The Center can certainly help to evaluate competing proposals for interdisciplinary appointments, as well as assist in recruitment and evaluation of such people. However, to assure that the College has, into the indefinite future, the ability to continue to adapt to changing circumstances, a more direct role of the Center in interdisciplinary appointments might be worth considering. One might, for example, permanently designate a certain number of faculty positions in the Center for "interdisciplinary exploration". Groups of departments and/or programs could make proposals to the Center for an initial appointment term in one of these positions, with the understanding that, on the successful completion of the term, the involved departments/programs would be committed to maintaining the appointment using their own resources. This arrangement would make available a renewable pool of resources for existing academic units to explore new intellectual developments and alignments, and give them time to make needed and appropriate adjustments in their own programs. It would, at the same time, assure that similar opportunities are regularly available for the necessary explorations and adjustments in the future.

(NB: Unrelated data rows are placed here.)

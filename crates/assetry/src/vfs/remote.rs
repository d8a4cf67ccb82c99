//! lazily listed folders and lazily downloaded files behind a [Transport]
//!
//! The http and rpc backends only differ in how bytes travel. Both share the node logic here:
//! - a folder fetches its [Listing] on first access and keeps it for its lifetime
//! - a file fetches its content on first access and keeps it for its lifetime
//! - each node runs at most one transfer at a time ([Busy])
use super::{
    is_child_name, join_path, Busy, File, FileOrFolder, Folder, Listing, ModifiableFile,
    ModifiableFolder, Transfer, TransferOutcome,
};
use async_trait::async_trait;
use bytes::Bytes;
use parking_lot::Mutex;
use std::sync::Arc;

/// How bytes of a remote tree are fetched and stored
///
/// Paths are relative to the root of the tree, `/` separated, the root itself is `""`.
#[async_trait]
pub trait Transport: Send + Sync + std::fmt::Debug + 'static {
    /// Prefix for full names, e.g. the root url
    fn root_name(&self) -> &str;

    async fn fetch_listing(&self, path: &str) -> Option<Bytes>;

    async fn fetch_file(&self, path: &str) -> Option<Bytes>;

    /// Stores content, `false` on failure
    async fn upload(&self, path: &str, bytes: Bytes) -> bool;

    fn writable(&self) -> bool;
}

#[derive(Debug)]
struct Children<T: Transport> {
    files: Vec<Arc<RemoteFile<T>>>,
    folders: Vec<Arc<RemoteFolder<T>>>,
}

#[derive(Debug)]
pub struct RemoteFolder<T: Transport> {
    transport: Arc<T>,
    path: String,
    name: String,
    full_name: String,
    children: Mutex<Option<Children<T>>>,
    busy: Busy,
}

impl<T: Transport> RemoteFolder<T> {
    /// Root folder of a transport, nothing fetched yet
    pub fn root(transport: Arc<T>) -> Self {
        Self::new(transport, String::new())
    }

    fn new(transport: Arc<T>, path: String) -> Self {
        let full_name = join_path(transport.root_name(), &path);
        let name = full_name
            .trim_end_matches('/')
            .rsplit('/')
            .next()
            .unwrap_or_default()
            .to_string();
        Self {
            transport,
            path,
            name,
            full_name,
            children: Mutex::new(None),
            busy: Busy::default(),
        }
    }

    /// Root folder with an already known listing
    pub fn with_listing(transport: Arc<T>, listing: Listing) -> Self {
        let folder = Self::root(transport);
        folder.apply_listing(listing);
        folder
    }

    pub fn path(&self) -> &str {
        &self.path
    }

    /// Fetches the listing unless it is known already
    pub async fn fetch(&self) -> TransferOutcome {
        if self.is_listed() {
            return TransferOutcome::Completed;
        }
        let Some(_token) = self.busy.begin(Transfer::Downloading, &self.full_name) else {
            return TransferOutcome::Rejected;
        };
        let Some(bytes) = self.transport.fetch_listing(&self.path).await else {
            return TransferOutcome::Failed;
        };
        let listing = Listing::parse(&String::from_utf8_lossy(&bytes));
        tracing::debug!(
            folder = %self.full_name,
            files = listing.files.len(),
            folders = listing.folders.len(),
            "listing fetched"
        );
        self.apply_listing(listing);
        TransferOutcome::Completed
    }

    fn apply_listing(&self, listing: Listing) {
        let children = Children {
            files: listing
                .files
                .iter()
                .map(|name| Arc::new(self.child_file(name)))
                .collect(),
            folders: listing
                .folders
                .iter()
                .map(|name| Arc::new(self.child_folder(name)))
                .collect(),
        };
        *self.children.lock() = Some(children);
    }

    fn child_file(&self, name: &str) -> RemoteFile<T> {
        RemoteFile::new(self.transport.clone(), join_path(&self.path, name))
    }

    fn child_folder(&self, name: &str) -> RemoteFolder<T> {
        RemoteFolder::new(self.transport.clone(), join_path(&self.path, name))
    }
}

impl<T: Transport> FileOrFolder for RemoteFolder<T> {
    fn name(&self) -> &str {
        &self.name
    }

    fn full_name(&self) -> &str {
        &self.full_name
    }

    fn transfer(&self) -> Transfer {
        self.busy.current()
    }
}

#[async_trait]
impl<T: Transport> Folder for RemoteFolder<T> {
    async fn files(&self) -> Vec<Arc<dyn File>> {
        self.fetch().await;
        self.children
            .lock()
            .as_ref()
            .map(|children| {
                children
                    .files
                    .iter()
                    .map(|file| file.clone() as Arc<dyn File>)
                    .collect()
            })
            .unwrap_or_default()
    }

    async fn folders(&self) -> Vec<Arc<dyn Folder>> {
        self.fetch().await;
        self.children
            .lock()
            .as_ref()
            .map(|children| {
                children
                    .folders
                    .iter()
                    .map(|folder| folder.clone() as Arc<dyn Folder>)
                    .collect()
            })
            .unwrap_or_default()
    }

    fn is_listed(&self) -> bool {
        self.children.lock().is_some()
    }

    fn as_modifiable(&self) -> Option<&dyn ModifiableFolder> {
        self.transport.writable().then_some(self as &dyn ModifiableFolder)
    }
}

/// Adds nodes to the in-memory listing; content reaches the server on the first upload
#[async_trait]
impl<T: Transport> ModifiableFolder for RemoteFolder<T> {
    async fn add_file(&self, name: &str) -> Option<Arc<dyn File>> {
        if !is_child_name(name) {
            tracing::error!(folder = self.full_name(), name, "not a file name");
            return None;
        }
        self.fetch().await;
        let mut guard = self.children.lock();
        let children = guard.get_or_insert_with(|| Children {
            files: vec![],
            folders: vec![],
        });
        if let Some(existing) = children.files.iter().find(|file| file.name() == name) {
            return Some(existing.clone());
        }
        let file = Arc::new(self.child_file(name));
        children.files.push(file.clone());
        Some(file)
    }

    async fn add_folder(&self, name: &str) -> Option<Arc<dyn Folder>> {
        if !is_child_name(name) {
            tracing::error!(folder = self.full_name(), name, "not a folder name");
            return None;
        }
        self.fetch().await;
        let mut guard = self.children.lock();
        let children = guard.get_or_insert_with(|| Children {
            files: vec![],
            folders: vec![],
        });
        if let Some(existing) = children.folders.iter().find(|folder| folder.name() == name) {
            return Some(existing.clone());
        }
        let folder = Arc::new(self.child_folder(name));
        children.folders.push(folder.clone());
        Some(folder)
    }
}

#[derive(Debug)]
pub struct RemoteFile<T: Transport> {
    transport: Arc<T>,
    path: String,
    name: String,
    full_name: String,
    content: Mutex<Option<Bytes>>,
    busy: Busy,
}

impl<T: Transport> RemoteFile<T> {
    fn new(transport: Arc<T>, path: String) -> Self {
        let name = path.rsplit('/').next().unwrap_or_default().to_string();
        let full_name = join_path(transport.root_name(), &path);
        Self {
            transport,
            path,
            name,
            full_name,
            content: Mutex::new(None),
            busy: Busy::default(),
        }
    }

    pub fn path(&self) -> &str {
        &self.path
    }
}

impl<T: Transport> FileOrFolder for RemoteFile<T> {
    fn name(&self) -> &str {
        &self.name
    }

    fn full_name(&self) -> &str {
        &self.full_name
    }

    fn transfer(&self) -> Transfer {
        self.busy.current()
    }
}

#[async_trait]
impl<T: Transport> File for RemoteFile<T> {
    fn cached_bytes(&self) -> Option<Bytes> {
        self.content.lock().clone()
    }

    async fn download(&self) -> TransferOutcome {
        let Some(_token) = self.busy.begin(Transfer::Downloading, &self.full_name) else {
            return TransferOutcome::Rejected;
        };
        if self.content.lock().is_some() {
            return TransferOutcome::Completed;
        }
        match self.transport.fetch_file(&self.path).await {
            Some(bytes) => {
                tracing::trace!(file = %self.full_name, len = bytes.len(), "content fetched");
                *self.content.lock() = Some(bytes);
                TransferOutcome::Completed
            }
            None => TransferOutcome::Failed,
        }
    }

    fn as_modifiable(&self) -> Option<&dyn ModifiableFile> {
        self.transport.writable().then_some(self as &dyn ModifiableFile)
    }
}

#[async_trait]
impl<T: Transport> ModifiableFile for RemoteFile<T> {
    async fn set_bytes(&self, bytes: Bytes) -> TransferOutcome {
        let Some(_token) = self.busy.begin(Transfer::Uploading, &self.full_name) else {
            return TransferOutcome::Rejected;
        };
        if !self.transport.upload(&self.path, bytes.clone()).await {
            return TransferOutcome::Failed;
        }
        *self.content.lock() = Some(bytes);
        TransferOutcome::Completed
    }
}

THE FUTURE: ORGANIZATION, PLANS, NEEDS

There is substantial interest in, as well as need and enthusiasm for, the kinds of activities which the Center has been supporting and plans to support in the future. While a large and diverse array of faculty and staff have been involved in planning and activities to date, there is a need to broaden the base to include greater involvement by students (both undergraduate and graduate) as well as alumna and other interested parties from outside the campus. During the upcoming semester, the Center will be making special efforts in this regard. The Center will, in addition, sponsor a regularly scheduled series of talks, organized by its working groups, and establish, based partly on their work, a clear web presence.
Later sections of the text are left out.